This is a legal term that means the information cannot be shared with any third party, unless otherwise required by law.
2. Require that the consultant bring any suspected fraud to your attention immediately.
The contract should include an affirmative duty for the consultant to notify the hospital in addition to and in advance of notifying any third parties of suspected fraud.
3. Use a departure affidavit regarding fraud.
Require that the consultant sign an affidavit at the end of the project declaring no knowledge of fraud or suspected fraud. This document will demonstrate that you sought any information about fraud and that the consultant did not notify you at the time. If the consultant later tries to blow the whistle, an explanation will be needed for why nothing was conveyed to the healthcare provider at the time. The departure affidavit shows you acted in good faith and tried to ferret out any suspected fraud.
4. Require a similar statement from employees.
Annual or semi-annual reviews should include a statement from the employee that he or she has no knowledge of any fraud and understands that the employer requires any suspected fraud to be reported immediately. Also require a similar statement from the employee when terminating employment.
5. Provide a comment line rather than a fraud hotline.
Some health systems provide phone hotlines and encourage employees to report suspected fraud, but that type of hotline often carries a stigma that can deter usage. Instead, provide a phone line on which people can report fraud but also make suggestions and ask questions. Reporting fraud still might be the goal, but the hotline will get more use if the employee does not feel like it is only for snitching on other employees.
Shands Healthcare in Gainesville, FL, acknowledges that its hospitals might have billed Medicare and Medicaid improperly but says the overcharges were the result of faults in its billing system and not intentional fraud.
The system recently agreed to pay $26 million to settle fraud claims brought under the False Claims Act by a former consultant. The whistleblower had been hired as an independent consultant by Shands in 2006 and 2007 to conduct a routine audit of its billing practices. The audit showed inconsistent billing processes in 2006 and 2007. Allegedly, for some patients, Shands might have billed Medicare and Medicaid for short overnight inpatient admissions rather than for less expensive outpatient or observation services. In each case of alleged overbillings, the patient received all services ordered.
"We hold ourselves accountable for the highest standards of care and service. The case in question does not involve the failure to provide high-quality patient care, but rather inconsistent billing processes," CEO Timothy M. Goldfarb, said in a statement released by the company. "We proactively initiated an independent audit that identified some opportunities to improve billing processes at Shands. We took immediate steps to make improvements."
Shands officials fully cooperated with the state and federal investigation and negotiated the settlement agreement to avoid long and costly litigation, Goldfarb says.

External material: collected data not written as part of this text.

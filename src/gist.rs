//! Spherical-cap bounding volumes for the store-side GiST entry-point
//!
//! The store contract exposes a GiST index over Physicality centroids with
//! user-defined callbacks (consistent / union / penalty / picksplit / same /
//! distance). The callbacks themselves live in the store; the geometry they
//! delegate to lives here, pure and panic-free: a bounding volume on S³ is a
//! cap `(center, angular radius)`, and every operator is expressed through
//! [`distance_s3`].
//!
//! Unions are conservative: a numeric failure degrades to the full sphere
//! rather than an error, which is always a correct (if loose) bound.

#![forbid(unsafe_code)]
#![allow(missing_docs)]

use crate::geometry::{distance_s3, slerp, S3Point};

/// Angular slack applied to containment checks.
const CAP_EPSILON: f64 = 1e-9;

/// A closed spherical cap on S³.
#[derive(Copy, Clone, Debug, PartialEq)]
pub struct SphericalCap {
    /// Cap apex.
    pub center: S3Point,
    /// Angular radius in radians, in `[0, π]`.
    pub radius: f64,
}

impl SphericalCap {
    /// The degenerate cap covering exactly one point.
    pub fn from_point(p: S3Point) -> Self {
        SphericalCap { center: p, radius: 0.0 }
    }

    /// The cap covering all of S³.
    pub fn full() -> Self {
        SphericalCap { center: S3Point::AXIS_X, radius: std::f64::consts::PI }
    }

    /// Whether `p` lies inside the cap.
    pub fn contains(&self, p: &S3Point) -> bool {
        distance_s3(&self.center, p) <= self.radius + CAP_EPSILON
    }

    /// Whether the whole of `other` lies inside `self`.
    pub fn encloses(&self, other: &SphericalCap) -> bool {
        distance_s3(&self.center, &other.center) + other.radius <= self.radius + CAP_EPSILON
    }

    /// GiST `consistent`: can any point of the cap lie within `range` of
    /// `query`? Uses the minimum distance from the query to the cap.
    pub fn consistent(&self, query: &S3Point, range: f64) -> bool {
        (distance_s3(&self.center, query) - self.radius).max(0.0) <= range + CAP_EPSILON
    }

    /// GiST `distance`: minimum geodesic distance from `query` to the cap.
    pub fn min_distance(&self, query: &S3Point) -> f64 {
        (distance_s3(&self.center, query) - self.radius).max(0.0)
    }

    /// Smallest cap covering both inputs.
    pub fn union(&self, other: &SphericalCap) -> SphericalCap {
        if self.encloses(other) {
            return *self;
        }
        if other.encloses(self) {
            return *other;
        }
        let d = distance_s3(&self.center, &other.center);
        let radius = ((d + self.radius + other.radius) * 0.5).min(std::f64::consts::PI);
        if d < CAP_EPSILON {
            return SphericalCap { center: self.center, radius };
        }
        // Walk the apex toward the far side of `other` so both rims fit.
        let t = ((d + other.radius - self.radius) * 0.5 / d).clamp(0.0, 1.0);
        match slerp(&self.center, &other.center, t) {
            Ok(center) => SphericalCap { center, radius },
            Err(_) => SphericalCap::full(),
        }
    }

    /// GiST `penalty`: radius growth incurred by absorbing `other`.
    pub fn penalty(&self, other: &SphericalCap) -> f64 {
        self.union(other).radius - self.radius
    }

    /// GiST `same`: equality within angular tolerance.
    pub fn same(&self, other: &SphericalCap) -> bool {
        (self.radius - other.radius).abs() <= CAP_EPSILON
            && distance_s3(&self.center, &other.center) <= CAP_EPSILON
    }
}

/// GiST `picksplit`: partition caps into two groups seeded by the farthest
/// pair, assigning each entry to the seed whose penalty is smaller.
///
/// Returns `(left_indices, right_indices)`; inputs of fewer than two caps
/// come back as a left-only split.
pub fn picksplit(entries: &[SphericalCap]) -> (Vec<usize>, Vec<usize>) {
    if entries.len() < 2 {
        return ((0..entries.len()).collect(), Vec::new());
    }
    let (mut si, mut sj, mut best) = (0usize, 1usize, -1.0f64);
    for i in 0..entries.len() {
        for j in (i + 1)..entries.len() {
            let d = distance_s3(&entries[i].center, &entries[j].center);
            if d > best {
                best = d;
                si = i;
                sj = j;
            }
        }
    }
    let mut left_cap = entries[si];
    let mut right_cap = entries[sj];
    let mut left = Vec::new();
    let mut right = Vec::new();
    for (k, cap) in entries.iter().enumerate() {
        if k == si {
            left.push(k);
            continue;
        }
        if k == sj {
            right.push(k);
            continue;
        }
        let pl = left_cap.penalty(cap);
        let pr = right_cap.penalty(cap);
        // Ties go left so the split is deterministic.
        if pl <= pr {
            left_cap = left_cap.union(cap);
            left.push(k);
        } else {
            right_cap = right_cap.union(cap);
            right.push(k);
        }
    }
    (left, right)
}

#[cfg(test)]
mod tests {
    use super::*;
    use crate::geometry::point_on_s3;

    #[test]
    fn point_cap_contains_only_its_point() {
        let a = point_on_s3(3, 50);
        let b = point_on_s3(30, 50);
        let cap = SphericalCap::from_point(a);
        assert!(cap.contains(&a));
        assert!(!cap.contains(&b));
    }

    #[test]
    fn union_covers_both_inputs() {
        let pts: Vec<_> = (0..8u64).map(|i| point_on_s3(i * 7, 64)).collect();
        let caps: Vec<_> = pts.iter().map(|p| SphericalCap::from_point(*p)).collect();
        let mut u = caps[0];
        for c in &caps[1..] {
            u = u.union(c);
        }
        for p in &pts {
            assert!(u.contains(p));
        }
    }

    #[test]
    fn union_with_enclosed_cap_is_identity() {
        let big = SphericalCap { center: point_on_s3(0, 10), radius: 2.0 };
        let small = SphericalCap { center: point_on_s3(0, 10), radius: 0.1 };
        assert_eq!(big.union(&small), big);
        assert_eq!(small.union(&big), big);
    }

    #[test]
    fn penalty_is_zero_for_contained_entries() {
        let big = SphericalCap { center: point_on_s3(4, 10), radius: 1.5 };
        let inner = SphericalCap::from_point(point_on_s3(4, 10));
        assert_eq!(big.penalty(&inner), 0.0);
    }

    #[test]
    fn consistent_respects_range() {
        let cap = SphericalCap { center: point_on_s3(1, 20), radius: 0.2 };
        let q = point_on_s3(1, 20);
        assert!(cap.consistent(&q, 0.0));
        let far = point_on_s3(15, 20);
        let gap = cap.min_distance(&far);
        assert!(gap > 0.0);
        assert!(cap.consistent(&far, gap + 0.01));
        assert!(!cap.consistent(&far, gap - 0.01));
    }

    #[test]
    fn picksplit_separates_two_clusters() {
        // Two degenerate clusters a quarter turn apart.
        let p1 = crate::geometry::S3Point::new([1.0, 0.0, 0.0, 0.0]).unwrap();
        let p2 = crate::geometry::S3Point::new([0.0, 0.0, 0.0, 1.0]).unwrap();
        let mut caps = Vec::new();
        for _ in 0..4 {
            caps.push(SphericalCap::from_point(p1));
        }
        for _ in 0..4 {
            caps.push(SphericalCap::from_point(p2));
        }
        let (left, right) = picksplit(&caps);
        assert_eq!(left.len() + right.len(), caps.len());
        assert!(!left.is_empty() && !right.is_empty());
        // No group mixes the two clusters.
        for group in [&left, &right] {
            let low = group.iter().filter(|&&k| k < 4).count();
            assert!(low == 0 || low == group.len(), "split mixed clusters");
        }
    }

    #[test]
    fn picksplit_of_singleton_is_left_only() {
        let caps = [SphericalCap::from_point(point_on_s3(0, 4))];
        let (l, r) = picksplit(&caps);
        assert_eq!(l, vec![0]);
        assert!(r.is_empty());
    }
}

"Shands regularly and proactively conducts audits of its billing practices," the statement says. "It makes constant improvements to remain current with the complicated, evolving health care regulatory environment, which is subject to continued change in policy and guidelines. Shands encourages staff to be active participants in the compliance process and to identify and report potential issues and errors through employee orientation, mandatory annual in-services, year-round communications and promotion of employee compliance hotlines, and other efforts to raise awareness of compliance accountability."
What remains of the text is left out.